For comparable retailers, there’s traditionally a great reluctance to devote too much to warehouse automation. Warehousing costs are generally included under “Selling, General, and Administrative Expenses” (SGA) on Security and Exchange Commission filings, and this is in turn typically presented as a percentage of net sales. In 2024, Walmart’s was 20.4%; Target’s 20.6%; Home Depot’s 18%. They present it in this way because investors want to see that percentage go down, not up. With its warehouse-as-store model, Costco is perennially a winner here, and in 2024 their SGA percentage was 9.14%.
Amazon is the anti-Costco. It reports its expenses quite differently from other retailers, but in 2024, its Fulfillment expenses alone were 15.4% of net sales. That doesn’t include its General and administrative expenses (1.8%), its shipping expenses (15%), or the portion of its Technology and infrastructure expenses (13.9%) that contribute to the retail side of its operation, all of which would arguably be included in SGA. As an e-commerce company, Amazon is saved the expense of stores and retail labor, but it spends a fortune maintaining and improving its dynamic distribution network.
In short, Amazon’s built to change and “innovate.” Much was made of its recent $100 billion capex announcement (most of which will go to building out its AI infrastructure, but a quarter of which will go to improving its retail network), but that’s a one-time announcement. Technological investments are built into Amazon’s regular operation.

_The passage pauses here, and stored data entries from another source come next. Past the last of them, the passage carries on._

use warden_core::error::PermissionError;

#[test]
fn test_already_exists_messages() {
    let role = PermissionError::RoleAlreadyExists {
        name: "editor".into(),
        guard_name: "web".into(),
    };
    assert_eq!(role.to_string(), "A role `editor` already exists for guard `web`.");
    assert_eq!(role.status_code(), 409);

    let perm = PermissionError::PermissionAlreadyExists {
        name: "edit-articles".into(),
        guard_name: "web".into(),
    };
    assert_eq!(
        perm.to_string(),
        "A permission `edit-articles` already exists for guard `web`."
    );
}

#[test]
fn test_does_not_exist_messages() {
    let err = PermissionError::PermissionDoesNotExist {
        name: "fly".into(),
        guard_name: "api".into(),
    };
    assert_eq!(err.to_string(), "There is no permission named `fly` for guard `api`.");
    assert_eq!(err.status_code(), 404);

    let err = PermissionError::RoleDoesNotExist {
        name: "pilot".into(),
        guard_name: "web".into(),
    };
    assert_eq!(err.to_string(), "There is no role named `pilot` for guard `web`.");
}

#[test]
fn test_guard_mismatch_lists_expected_guards() {
    let err = PermissionError::GuardDoesNotMatch {
        expected: vec!["web".into(), "api".into()],
        given: "admin".into(),
    };
    assert_eq!(
        err.to_string(),
        "The given role or permission should use guard `web, api` instead of `admin`."
    );
    assert_eq!(err.status_code(), 403);
}

#[test]
fn test_unauthorized_carries_required_names() {
    let err = PermissionError::UnauthorizedPermission(vec!["a".into(), "b".into()]);
    assert_eq!(err.to_string(), "User does not have the right permissions a, b.");
    assert_eq!(err.required(), ["a".to_string(), "b".to_string()]);
    assert!(err.is_unauthorized());

    let err = PermissionError::UnauthorizedRole(vec!["admin".into()]);
    assert_eq!(err.to_string(), "User does not have the right roles admin.");
}

#[test]
fn test_not_logged_in() {
    let err = PermissionError::NotLoggedIn;
    assert_eq!(err.to_string(), "User is not logged in.");
    assert_eq!(err.status_code(), 403);
    assert!(err.required().is_empty());
}

#[test]
fn test_infrastructure_errors_are_500() {
    assert_eq!(PermissionError::Store("down".into()).status_code(), 500);
    assert_eq!(PermissionError::Cache("bad".into()).status_code(), 500);
}
use serde::{Deserialize, Serialize};
use std::fmt;
use std::str::FromStr;
use uuid::Uuid;

/// Opaque, stable identifier of a role or permission.
#[derive(Debug, Clone, Copy, PartialEq, Eq, Hash, PartialOrd, Ord, Serialize, Deserialize)]
#[serde(transparent)]
pub struct EntityId(Uuid);

impl EntityId {
    pub fn new() -> Self {
        Self(Uuid::new_v4())
    }

    pub fn as_uuid(&self) -> &Uuid {
        &self.0
    }
}

impl Default for EntityId {
    fn default() -> Self {
        Self::new()
    }
}

impl From<Uuid> for EntityId {
    fn from(id: Uuid) -> Self {
        Self(id)
    }
}

impl fmt::Display for EntityId {
    fn fmt(&self, f: &mut fmt::Formatter<'_>) -> fmt::Result {
        self.0.fmt(f)
    }
}

impl FromStr for EntityId {
    type Err = uuid::Error;

    fn from_str(s: &str) -> Result<Self, Self::Err> {
        Uuid::parse_str(s).map(Self)
    }
}

/// Identity of a subject in the store: its model type plus its own id.
///
/// Subject ids are whatever the host application uses (numeric keys,
/// UUIDs, usernames), so they are kept as strings.
#[derive(Debug, Clone, PartialEq, Eq, Hash, PartialOrd, Ord, Serialize, Deserialize)]
pub struct SubjectKey {
    pub model_type: String,
    pub id: String,
}

impl SubjectKey {
    pub fn new(model_type: impl Into<String>, id: impl ToString) -> Self {
        Self {
            model_type: model_type.into(),
            id: id.to_string(),
        }
    }
}

impl fmt::Display for SubjectKey {
    fn fmt(&self, f: &mut fmt::Formatter<'_>) -> fmt::Result {
        write!(f, "{}:{}", self.model_type, self.id)
    }
}

/// Anything that can hold permissions directly: a role or a subject.
#[derive(Debug, Clone, PartialEq, Eq, Hash, Serialize, Deserialize)]
#[serde(tag = "kind", rename_all = "snake_case")]
pub enum Holder {
    Role { id: EntityId },
    Subject(SubjectKey),
}

impl Holder {
    pub fn role(id: EntityId) -> Self {
        Holder::Role { id }
    }

    pub fn as_subject(&self) -> Option<&SubjectKey> {
        match self {
            Holder::Subject(key) => Some(key),
            Holder::Role { .. } => None,
        }
    }
}

impl From<SubjectKey> for Holder {
    fn from(key: SubjectKey) -> Self {
        Holder::Subject(key)
    }
}

impl fmt::Display for Holder {
    fn fmt(&self, f: &mut fmt::Formatter<'_>) -> fmt::Result {
        match self {
            Holder::Role { id } => write!(f, "role:{id}"),
            Holder::Subject(key) => key.fmt(f),
        }
    }
}
use colored::Colorize;
use warden::{Permission, Role};

use super::{CommandResult, Context};

/// Create a role under `guard` (or the default guard) and give it `permissions`.
///
/// Permissions are looked up by name under the role's guard; an unknown name
/// fails after the role has been created, and nothing is granted.
pub async fn run(
    ctx: &Context,
    name: &str,
    guard: Option<&str>,
    permissions: &[String],
) -> CommandResult<(Role, Vec<Permission>)> {
    let warden = ctx.open().await?;
    let role = warden.roles().create(name, guard).await?;
    println!("{} Role `{}` created", "✓".green(), role.name.bold());

    if permissions.is_empty() {
        return Ok((role, Vec::new()));
    }

    let holder = warden.role_permissions(&role);
    holder.give_permission_to(permissions.iter()).await?;
    let granted = holder.permissions().await?;
    let names: Vec<&str> = granted.iter().map(|p| p.name.as_str()).collect();
    println!(
        "{} Permissions `{}` has been given to role `{}`",
        "✓".green(),
        names.join("`, `"),
        role.name.bold()
    );
    Ok((role, granted))
}
impl InMemoryStore {
    pub fn new() -> Self {
        Self::with_collection_names(CollectionNames::default())
    }

    pub fn with_collection_names(names: CollectionNames) -> Self {
        Self {
            state: RwLock::new(State::default()),
            names,
            path: None,
            log: Mutex::new(Vec::new()),
        }
    }

    /// Open a file-backed store. A missing file starts an empty store.
    pub async fn open(path: impl AsRef<Path>, names: CollectionNames) -> Result<Self, DataError> {
        let path = path.as_ref().to_path_buf();
        let state = match tokio::fs::read(&path).await {
            Ok(bytes) => serde_json::from_slice(&bytes).map_err(DataError::database)?,
            Err(e) if e.kind() == std::io::ErrorKind::NotFound => State::default(),
            Err(e) => return Err(DataError::database(e)),
        };
        tracing::debug!(path = %path.display(), "opened store file");
        Ok(Self {
            state: RwLock::new(state),
            names,
            path: Some(path),
            log: Mutex::new(Vec::new()),
        })
    }

    /// Number of queries executed since creation or the last flush.
    pub fn query_count(&self) -> usize {
        self.log.lock().unwrap_or_else(PoisonError::into_inner).len()
    }

    pub fn queries(&self) -> Vec<QueryRecord> {
        self.log.lock().unwrap_or_else(PoisonError::into_inner).clone()
    }

    pub fn flush_query_log(&self) {
        self.log.lock().unwrap_or_else(PoisonError::into_inner).clear();
    }

    fn record(&self, collection: &str, operation: &'static str) {
        tracing::trace!(collection, operation, "store query");
        self.log
            .lock()
            .unwrap_or_else(PoisonError::into_inner)
            .push(QueryRecord {
                collection: collection.to_string(),
                operation,
            });
    }

    fn pivot_for(holder: &Holder) -> &'static str {
        match holder {
            Holder::Role { .. } => ROLE_HAS_PERMISSIONS,
            Holder::Subject(_) => MODEL_HAS_PERMISSIONS,
        }
    }

    async fn mutate<R, F>(&self, f: F) -> Result<R, DataError>
    where
        F: FnOnce(&mut State) -> Result<R, DataError> + Send,
        R: Send,
    {
        let mut state = self.state.write().await;
        let Some(path) = &self.path else {
            return f(&mut *state);
        };
        // File-backed: the change only becomes visible once it is on disk.
        let mut next = state.clone();
        let out = f(&mut next)?;
        let bytes = serde_json::to_vec_pretty(&next).map_err(DataError::database)?;
        tokio::fs::write(path, bytes).await.map_err(DataError::database)?;
        *state = next;
        Ok(out)
    }
}

fn insert_unique<T: Entity + Clone>(items: &mut Vec<T>, item: T) -> Result<T, DataError> {
    if items
        .iter()
        .any(|e| e.name() == item.name() && e.guard_name() == item.guard_name())
    {
        return Err(DataError::Conflict(format!(
            "{} `{}` for guard `{}`",
            T::KIND,
            item.name(),
            item.guard_name()
        )));
    }
    items.push(item.clone());
    Ok(item)
}

fn update_unique<T: Entity + Clone>(items: &mut [T], item: &T) -> Result<(), DataError> {
    if items.iter().any(|e| {
        e.id() != item.id() && e.name() == item.name() && e.guard_name() == item.guard_name()
    }) {
        return Err(DataError::Conflict(format!(
            "{} `{}` for guard `{}`",
            T::KIND,
            item.name(),
            item.guard_name()
        )));
    }
    let slot = items
        .iter_mut()
        .find(|e| e.id() == item.id())
        .ok_or_else(|| DataError::NotFound(format!("{} {}", T::KIND, item.id())))?;
    *slot = item.clone();
    Ok(())
}

fn remove_by_id<T: Entity>(items: &mut Vec<T>, id: EntityId) -> Result<(), DataError> {
    let before = items.len();
    items.retain(|e| e.id() != id);
    if items.len() == before {
        return Err(DataError::NotFound(format!("{} {id}", T::KIND)));
    }
    Ok(())
}

fn find_named<'a, T: Entity>(items: &'a [T], name: &str, guard_name: &str) -> Option<&'a T> {
    items
        .iter()
        .find(|e| e.name() == name && e.guard_name() == guard_name)
}

fn matches_model(subject: &SubjectKey, model_type: Option<&str>) -> bool {
    model_type.map_or(true, |m| subject.model_type == m)
}

fn push_unique(out: &mut Vec<SubjectKey>, subject: &SubjectKey) {
    if !out.contains(subject) {
        out.push(subject.clone());
    }
}
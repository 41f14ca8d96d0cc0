use warden_core::{GuardScoped, SubjectKey};

use crate::engine::Warden;
use crate::has_permissions::HasPermissions;
use crate::has_roles::HasRoles;

/// A subject that can hold roles and permissions.
///
/// ```ignore
/// struct User { id: u64 }
///
/// impl GuardScoped for User {
///     const MODEL_TYPE: &'static str = "user";
/// }
///
/// impl Authorizable for User {
///     fn subject_id(&self) -> String { self.id.to_string() }
/// }
///
/// user.permissions(&warden).give_permission_to(["edit-articles"]).await?;
/// ```
pub trait Authorizable: GuardScoped + Send + Sync {
    /// The subject's own id within its model type.
    fn subject_id(&self) -> String;

    fn subject_key(&self) -> SubjectKey {
        SubjectKey::new(Self::MODEL_TYPE, self.subject_id())
    }

    fn permissions(&self, warden: &Warden) -> HasPermissions
    where
        Self: Sized,
    {
        warden.permissions_of(self)
    }

    fn roles(&self, warden: &Warden) -> HasRoles
    where
        Self: Sized,
    {
        warden.roles_of(self)
    }
}
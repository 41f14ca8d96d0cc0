#![allow(dead_code)]

use std::sync::Arc;
use warden::prelude::*;
use warden::InMemoryStore;

pub const CONFIG: &str = r#"
auth:
  defaults:
    guard: web
  guards:
    web:   { driver: session, provider: users }
    api:   { driver: token,   provider: users }
    admin: { driver: session, provider: admins }
  providers:
    users:  { model: user }
    admins: { model: admin }
"#;

pub struct User {
    pub id: u32,
    pub guard: Option<String>,
}

impl User {
    pub fn new(id: u32) -> Self {
        Self { id, guard: None }
    }

    pub fn on_guard(id: u32, guard: &str) -> Self {
        Self {
            id,
            guard: Some(guard.to_string()),
        }
    }
}

impl GuardScoped for User {
    const MODEL_TYPE: &'static str = "user";

    fn guard_name(&self) -> Option<&str> {
        self.guard.as_deref()
    }
}

impl Authorizable for User {
    fn subject_id(&self) -> String {
        self.id.to_string()
    }
}

pub struct Admin {
    pub id: u32,
}

impl GuardScoped for Admin {
    const MODEL_TYPE: &'static str = "admin";
}

impl Authorizable for Admin {
    fn subject_id(&self) -> String {
        self.id.to_string()
    }
}

pub struct Fixture {
    pub warden: Warden,
    pub store: Arc<InMemoryStore>,
}

pub fn setup() -> Fixture {
    let config = WardenConfig::from_yaml_str(CONFIG).unwrap();
    let store = Arc::new(InMemoryStore::with_collection_names(
        config.permission.collection_names.clone(),
    ));
    let warden = Warden::builder()
        .config(config)
        .store(store.clone())
        .build()
        .unwrap();
    Fixture { warden, store }
}

/// Run `op` and return how many times it invalidated the registrar cache.
pub async fn invalidations<F, Fut, T>(warden: &Warden, op: F) -> u64
where
    F: FnOnce() -> Fut,
    Fut: std::future::Future<Output = T>,
{
    let before = warden.registrar().invalidation_count();
    let _ = op().await;
    warden.registrar().invalidation_count() - before
}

In one sense, this makes Amazon an even more daunting organizing target than Walmart. Not only is it willing to deploy all the same vicious anti-union stuff as Walmart, but it’s also a moving target, constantly opening and closing facilities, moving workers around, and now aggressively automating away jobs. But given the speed at which it has packages flying around the country, labor has structural power in being capable of disrupting the flow of goods through Amazon’s network. As I argue in a recent article in New Labor Forum, this is where Amazon workers’ power lies.